▶ WORK TO COMPLETE
Your answer must be one number: the count of lines below that include "overrides".

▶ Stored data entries
######
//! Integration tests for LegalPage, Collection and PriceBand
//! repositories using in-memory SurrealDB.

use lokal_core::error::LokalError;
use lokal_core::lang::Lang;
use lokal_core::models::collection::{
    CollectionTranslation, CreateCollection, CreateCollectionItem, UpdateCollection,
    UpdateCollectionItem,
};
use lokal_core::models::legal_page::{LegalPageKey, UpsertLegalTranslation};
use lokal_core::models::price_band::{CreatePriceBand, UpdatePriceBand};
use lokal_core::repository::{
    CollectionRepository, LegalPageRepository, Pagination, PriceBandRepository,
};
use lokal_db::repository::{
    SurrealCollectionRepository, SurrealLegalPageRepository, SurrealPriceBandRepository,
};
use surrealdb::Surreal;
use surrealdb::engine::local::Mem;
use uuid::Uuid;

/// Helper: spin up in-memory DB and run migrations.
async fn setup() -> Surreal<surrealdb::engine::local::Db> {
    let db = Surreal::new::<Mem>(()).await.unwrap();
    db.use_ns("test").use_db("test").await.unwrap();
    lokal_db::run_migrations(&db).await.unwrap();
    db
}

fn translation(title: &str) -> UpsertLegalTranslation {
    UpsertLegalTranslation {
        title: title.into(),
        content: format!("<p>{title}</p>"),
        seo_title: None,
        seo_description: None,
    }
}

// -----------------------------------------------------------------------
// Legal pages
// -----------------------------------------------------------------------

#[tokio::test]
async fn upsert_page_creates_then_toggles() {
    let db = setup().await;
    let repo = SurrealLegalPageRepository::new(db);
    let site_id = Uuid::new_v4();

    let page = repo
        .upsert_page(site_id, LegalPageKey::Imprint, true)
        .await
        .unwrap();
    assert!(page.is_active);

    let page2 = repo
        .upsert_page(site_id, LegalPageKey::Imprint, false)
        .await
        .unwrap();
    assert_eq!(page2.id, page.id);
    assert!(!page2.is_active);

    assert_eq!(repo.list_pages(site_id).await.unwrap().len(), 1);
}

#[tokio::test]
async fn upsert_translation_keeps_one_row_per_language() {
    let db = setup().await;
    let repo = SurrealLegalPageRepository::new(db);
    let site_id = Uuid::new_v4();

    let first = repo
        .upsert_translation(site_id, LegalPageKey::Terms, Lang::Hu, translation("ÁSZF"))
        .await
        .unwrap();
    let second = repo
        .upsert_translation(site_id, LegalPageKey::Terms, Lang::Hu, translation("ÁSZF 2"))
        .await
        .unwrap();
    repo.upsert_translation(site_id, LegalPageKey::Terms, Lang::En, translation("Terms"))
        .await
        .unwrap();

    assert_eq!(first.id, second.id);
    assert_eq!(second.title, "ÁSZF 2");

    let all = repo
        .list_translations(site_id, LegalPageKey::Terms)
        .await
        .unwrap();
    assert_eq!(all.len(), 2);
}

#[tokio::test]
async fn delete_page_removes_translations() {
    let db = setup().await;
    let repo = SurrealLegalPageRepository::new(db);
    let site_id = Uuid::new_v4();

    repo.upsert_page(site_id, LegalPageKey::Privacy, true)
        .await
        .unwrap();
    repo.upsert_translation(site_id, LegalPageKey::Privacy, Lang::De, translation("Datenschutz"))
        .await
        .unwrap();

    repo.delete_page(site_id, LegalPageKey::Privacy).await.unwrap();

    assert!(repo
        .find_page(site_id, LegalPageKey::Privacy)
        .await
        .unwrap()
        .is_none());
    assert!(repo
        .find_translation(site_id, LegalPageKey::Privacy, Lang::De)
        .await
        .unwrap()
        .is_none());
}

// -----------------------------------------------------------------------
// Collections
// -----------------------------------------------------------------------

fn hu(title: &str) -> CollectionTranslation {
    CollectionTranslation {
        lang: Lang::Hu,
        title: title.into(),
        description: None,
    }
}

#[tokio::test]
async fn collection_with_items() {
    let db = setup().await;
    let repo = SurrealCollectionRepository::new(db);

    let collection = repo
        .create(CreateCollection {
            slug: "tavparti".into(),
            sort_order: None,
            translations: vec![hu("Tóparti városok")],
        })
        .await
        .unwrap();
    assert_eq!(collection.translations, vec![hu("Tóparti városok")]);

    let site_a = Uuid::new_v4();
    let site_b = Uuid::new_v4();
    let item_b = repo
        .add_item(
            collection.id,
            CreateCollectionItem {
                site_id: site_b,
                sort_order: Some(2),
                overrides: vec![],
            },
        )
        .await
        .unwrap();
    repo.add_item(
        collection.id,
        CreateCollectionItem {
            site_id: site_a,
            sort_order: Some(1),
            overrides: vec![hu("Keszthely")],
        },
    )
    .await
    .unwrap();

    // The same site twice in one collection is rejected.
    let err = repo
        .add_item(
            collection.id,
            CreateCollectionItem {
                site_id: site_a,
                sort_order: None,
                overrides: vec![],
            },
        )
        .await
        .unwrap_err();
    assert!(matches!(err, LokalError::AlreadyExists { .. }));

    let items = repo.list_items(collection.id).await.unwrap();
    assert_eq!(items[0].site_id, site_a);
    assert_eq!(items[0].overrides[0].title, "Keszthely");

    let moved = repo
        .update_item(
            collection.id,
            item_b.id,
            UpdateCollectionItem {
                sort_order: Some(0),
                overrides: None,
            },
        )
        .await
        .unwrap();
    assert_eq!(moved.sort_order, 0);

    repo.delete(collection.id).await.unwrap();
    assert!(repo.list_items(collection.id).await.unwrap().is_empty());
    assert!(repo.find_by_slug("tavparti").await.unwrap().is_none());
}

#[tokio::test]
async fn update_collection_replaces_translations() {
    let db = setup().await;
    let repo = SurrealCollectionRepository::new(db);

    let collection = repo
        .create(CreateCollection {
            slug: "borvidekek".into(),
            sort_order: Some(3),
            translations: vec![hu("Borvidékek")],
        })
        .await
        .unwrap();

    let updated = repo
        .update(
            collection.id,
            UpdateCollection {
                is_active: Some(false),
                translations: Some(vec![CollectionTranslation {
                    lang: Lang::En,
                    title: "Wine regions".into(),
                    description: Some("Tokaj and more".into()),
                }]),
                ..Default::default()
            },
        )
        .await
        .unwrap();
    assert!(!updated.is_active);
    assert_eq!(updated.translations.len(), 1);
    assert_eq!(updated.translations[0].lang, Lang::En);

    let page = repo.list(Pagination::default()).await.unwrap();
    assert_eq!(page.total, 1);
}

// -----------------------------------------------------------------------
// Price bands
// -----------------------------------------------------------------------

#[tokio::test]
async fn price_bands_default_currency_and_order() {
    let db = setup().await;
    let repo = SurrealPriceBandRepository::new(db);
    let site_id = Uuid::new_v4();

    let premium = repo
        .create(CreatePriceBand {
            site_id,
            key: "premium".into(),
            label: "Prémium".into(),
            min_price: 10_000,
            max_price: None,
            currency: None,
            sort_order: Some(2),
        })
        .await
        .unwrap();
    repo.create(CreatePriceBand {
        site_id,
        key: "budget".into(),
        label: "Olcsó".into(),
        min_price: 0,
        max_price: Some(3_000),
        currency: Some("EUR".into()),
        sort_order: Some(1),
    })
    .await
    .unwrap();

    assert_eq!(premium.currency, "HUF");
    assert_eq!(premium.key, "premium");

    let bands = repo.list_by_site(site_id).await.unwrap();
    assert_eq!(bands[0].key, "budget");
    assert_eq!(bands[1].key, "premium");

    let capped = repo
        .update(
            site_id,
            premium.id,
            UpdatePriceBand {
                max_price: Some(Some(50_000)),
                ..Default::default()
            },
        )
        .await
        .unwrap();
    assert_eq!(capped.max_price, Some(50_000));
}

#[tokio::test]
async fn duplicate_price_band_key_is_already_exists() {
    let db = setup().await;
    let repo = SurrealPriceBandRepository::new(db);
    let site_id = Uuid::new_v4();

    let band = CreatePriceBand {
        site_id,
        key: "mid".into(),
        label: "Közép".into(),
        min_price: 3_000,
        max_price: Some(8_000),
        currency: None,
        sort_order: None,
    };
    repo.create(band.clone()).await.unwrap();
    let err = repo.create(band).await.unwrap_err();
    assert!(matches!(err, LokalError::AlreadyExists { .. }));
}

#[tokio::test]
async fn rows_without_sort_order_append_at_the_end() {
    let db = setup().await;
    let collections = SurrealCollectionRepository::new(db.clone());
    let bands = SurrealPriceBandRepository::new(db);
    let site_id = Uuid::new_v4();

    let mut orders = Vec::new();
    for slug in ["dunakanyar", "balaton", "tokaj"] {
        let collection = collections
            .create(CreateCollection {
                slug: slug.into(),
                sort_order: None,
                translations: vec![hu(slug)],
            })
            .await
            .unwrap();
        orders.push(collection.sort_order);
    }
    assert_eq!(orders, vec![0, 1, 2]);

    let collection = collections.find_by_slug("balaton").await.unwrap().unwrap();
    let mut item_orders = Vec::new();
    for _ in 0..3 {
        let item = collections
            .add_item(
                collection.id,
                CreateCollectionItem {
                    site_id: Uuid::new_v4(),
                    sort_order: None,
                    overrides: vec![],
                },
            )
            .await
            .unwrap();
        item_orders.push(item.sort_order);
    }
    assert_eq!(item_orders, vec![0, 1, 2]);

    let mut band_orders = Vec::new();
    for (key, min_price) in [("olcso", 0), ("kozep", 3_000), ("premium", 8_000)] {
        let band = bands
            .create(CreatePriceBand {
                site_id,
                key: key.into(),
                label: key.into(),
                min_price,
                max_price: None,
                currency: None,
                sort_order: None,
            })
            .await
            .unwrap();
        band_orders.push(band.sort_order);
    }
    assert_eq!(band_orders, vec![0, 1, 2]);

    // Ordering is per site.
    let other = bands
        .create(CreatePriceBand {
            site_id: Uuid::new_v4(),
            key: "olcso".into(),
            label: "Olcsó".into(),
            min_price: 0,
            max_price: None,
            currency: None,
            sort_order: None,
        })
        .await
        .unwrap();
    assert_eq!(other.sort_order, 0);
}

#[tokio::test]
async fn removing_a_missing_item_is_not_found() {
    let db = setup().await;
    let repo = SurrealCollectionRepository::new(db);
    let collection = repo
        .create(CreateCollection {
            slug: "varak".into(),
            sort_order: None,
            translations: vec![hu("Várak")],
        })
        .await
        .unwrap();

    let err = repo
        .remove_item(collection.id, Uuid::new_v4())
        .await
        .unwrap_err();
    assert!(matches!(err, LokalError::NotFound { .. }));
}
######
▶ ANSWER TO THIS PROBLEM
6